## DATA LISTING

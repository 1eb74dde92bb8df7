//! Row layout: fixed-capacity rows of fixed-size placements.
//!
//! The builder carries one cursor (current row, images in it) across the whole
//! build, so rows run continuously from one card into the next instead of
//! restarting per card. Row boundaries depend only on how many images have
//! been placed, never on which card they show.
//!
//! The layout is plain data; [`crate::pipeline::document`] turns it into a
//! DOCX afterwards, which keeps the wrapping rule testable on its own.

use crate::config::inches_to_emu;
use crate::pipeline::download::CardImage;

/// One inserted image instance.
#[derive(Debug, Clone, PartialEq, Eq)]
pub struct Placement {
    pub card_name: String,
    pub image: CardImage,
    pub width_emu: u32,
    pub height_emu: u32,
}

/// A horizontal group of at most `per_row` placements.
#[derive(Debug, Clone, Default, PartialEq, Eq)]
pub struct Row {
    pub placements: Vec<Placement>,
}

impl Row {
    pub fn len(&self) -> usize {
        self.placements.len()
    }

    pub fn is_empty(&self) -> bool {
        self.placements.is_empty()
    }

    /// Card names in placement order.
    pub fn card_names(&self) -> Vec<&str> {
        self.placements.iter().map(|p| p.card_name.as_str()).collect()
    }
}

/// The finished arrangement of every placement.
#[derive(Debug, Clone, Default, PartialEq, Eq)]
pub struct Layout {
    pub rows: Vec<Row>,
}

impl Layout {
    pub fn total_placements(&self) -> usize {
        self.rows.iter().map(Row::len).sum()
    }

    /// Images per row, e.g. `[3, 3, 1]`. Two layouts with equal shapes and
    /// equal card names per slot render identically apart from image content.
    pub fn shape(&self) -> Vec<usize> {
        self.rows.iter().map(Row::len).collect()
    }
}

/// Incrementally builds a [`Layout`].
#[derive(Debug)]
pub struct LayoutBuilder {
    per_row: usize,
    rows: Vec<Row>,
}

impl LayoutBuilder {
    /// `per_row` below 1 is treated as 1.
    pub fn new(per_row: usize) -> Self {
        Self {
            per_row: per_row.max(1),
            rows: Vec::new(),
        }
    }

    pub fn per_row(&self) -> usize {
        self.per_row
    }

    /// Begin a new, empty row; later placements go into it.
    pub fn start_row(&mut self) {
        self.rows.push(Row::default());
    }

    /// Number of images in the current row (0 before the first placement).
    pub fn placed_in_row(&self) -> usize {
        self.rows.last().map_or(0, Row::len)
    }

    /// Place one image of `width_in × height_in` inches, wrapping first if
    /// there is no row yet or the current row is full.
    pub fn place_one(&mut self, card_name: &str, image: &CardImage, width_in: f64, height_in: f64) {
        if self.rows.is_empty() || self.placed_in_row() >= self.per_row {
            self.start_row();
        }
        let placement = Placement {
            card_name: card_name.to_string(),
            image: image.clone(),
            width_emu: inches_to_emu(width_in),
            height_emu: inches_to_emu(height_in),
        };
        if let Some(row) = self.rows.last_mut() {
            row.placements.push(placement);
        }
    }

    /// Place `copies` images of the same card.
    pub fn place_copies(
        &mut self,
        card_name: &str,
        image: &CardImage,
        copies: u32,
        width_in: f64,
        height_in: f64,
    ) {
        for _ in 0..copies {
            self.place_one(card_name, image, width_in, height_in);
        }
    }

    pub fn finish(self) -> Layout {
        Layout { rows: self.rows }
    }
}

## TASK REQUIREMENTS
Once you have counted the lines of the records holding the string "Debug", state that number with no other words.

## EXERCISE OUTPUT
4